Now back to the findings of Zheng et al in Gut: to what extend do these findings improve our understanding of haemorrhoidal disease? The authors show that there indeed is a hereditary component for haemorrhoids and implicate 102 independent genomic loci in the pathogenesis. Their main findings identify three categories of disease mechanisms underlying haemorrhoids: first, the extracellular matrix, elasticity of the connective tissue and smooth muscle function; second, the vasculature and circulatory system; and third, the involvement of gut motility. In the first two categories, the authors find several potential functional variants affecting genes with functions in extracellular matrix organisation and muscle contraction, but further interpretation is hampered because many of these genes remain poorly characterised. In the category of gut motility, the authors however report a compelling finding: the identification of a missense variant in the gene ANO1 which is known to influence the function of anoctamin-1 which is an ion channel in the interstitial cells of Cajal involved in intestinal peristalsis, and is also implicated in irritable bowel syndrome.

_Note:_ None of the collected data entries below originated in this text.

//! In-memory rate limiter using sharded fixed windows
//!
//! Single-process only. Keys are spread over a fixed number of shards, each
//! behind its own lock, so concurrent connections rarely contend.

use std::collections::HashMap;
use std::hash::{Hash, Hasher};
use std::sync::Arc;
use std::time::Duration;

use async_trait::async_trait;
use parking_lot::Mutex;
use tokio::time::Instant;
use tokio_util::sync::CancellationToken;
use tracing::debug;

use crate::ratelimit::{RateLimitPolicy, RateLimiter};

/// Number of independently locked shards
const SHARD_COUNT: usize = 64;

#[derive(Debug, Clone, Copy)]
struct Window {
    started: Instant,
    count: u32,
}

/// Fixed-window counter per key
pub struct MemoryRateLimiter {
    policy: RateLimitPolicy,
    shards: Box<[Mutex<HashMap<String, Window>>]>,
}

impl MemoryRateLimiter {
    pub fn new(policy: RateLimitPolicy) -> Self {
        let shards = (0..SHARD_COUNT)
            .map(|_| Mutex::new(HashMap::new()))
            .collect::<Vec<_>>()
            .into_boxed_slice();

        Self { policy, shards }
    }

    fn shard(&self, key: &str) -> &Mutex<HashMap<String, Window>> {
        let mut hasher = std::collections::hash_map::DefaultHasher::new();
        key.hash(&mut hasher);
        &self.shards[(hasher.finish() as usize) % self.shards.len()]
    }

    /// Count one call; returns whether it fits the current window
    pub fn check(&self, key: &str) -> bool {
        let now = Instant::now();
        let mut shard = self.shard(key).lock();

        match shard.get_mut(key) {
            Some(window) if now.duration_since(window.started) < self.policy.window => {
                if window.count < self.policy.limit {
                    window.count += 1;
                    true
                } else {
                    false
                }
            }
            _ => {
                shard.insert(
                    key.to_string(),
                    Window {
                        started: now,
                        count: 1,
                    },
                );
                self.policy.limit > 0
            }
        }
    }

    /// Drop windows that have elapsed, returning how many were removed
    pub fn purge_expired(&self) -> usize {
        let now = Instant::now();
        let mut removed = 0;

        for shard in self.shards.iter() {
            let mut shard = shard.lock();
            let before = shard.len();
            shard.retain(|_, w| now.duration_since(w.started) < self.policy.window);
            removed += before - shard.len();
        }

        removed
    }

    /// Number of keys with a live window
    pub fn tracked_keys(&self) -> usize {
        self.shards.iter().map(|s| s.lock().len()).sum()
    }
}

#[async_trait]
impl RateLimiter for MemoryRateLimiter {
    async fn allow(&self, key: &str) -> anyhow::Result<bool> {
        Ok(self.check(key))
    }

    fn policy(&self) -> &RateLimitPolicy {
        &self.policy
    }
}

/// Spawn the expired-window sweeper
pub fn spawn_sweeper(
    limiter: Arc<MemoryRateLimiter>,
    interval: Duration,
    shutdown: CancellationToken,
) -> tokio::task::JoinHandle<()> {
    tokio::spawn(async move {
        let mut ticker = tokio::time::interval(interval);
        loop {
            tokio::select! {
                _ = shutdown.cancelled() => break,
                _ = ticker.tick() => {
                    let removed = limiter.purge_expired();
                    if removed > 0 {
                        debug!(policy = %limiter.policy.name, removed, "purged rate limit windows");
                    }
                }
            }
        }
    })
}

Finally, the authors report an intriguing finding that does not fall into either of these three categories. The second and third strongest GWAS signals were detected at loci linked to genes involved in the determination of blood groups, which by itself is hard to interpret mechanistically. However, the authors indeed show that individuals with blood group O have an increased risk for haemorrhoidal disease, whereas those with blood groups A and B have a decreased risk.

All in all, Zheng et al, while not completely solving our knowledge gaps for haemorrhoidal disease, provide valuable new insights into its underlying biological mechanisms, making optimal use of the availability of large-scale population-based biobanks. The study also implies shared genetic and pathophysiological components between haemorrhoidal disease and other common GI diseases. While the development of haemorrhoids may not be the top priority for healthcare, improving general gut health, with broader preventative measures also directed at diverticular disease and irritable bowel syndrome certainly should be.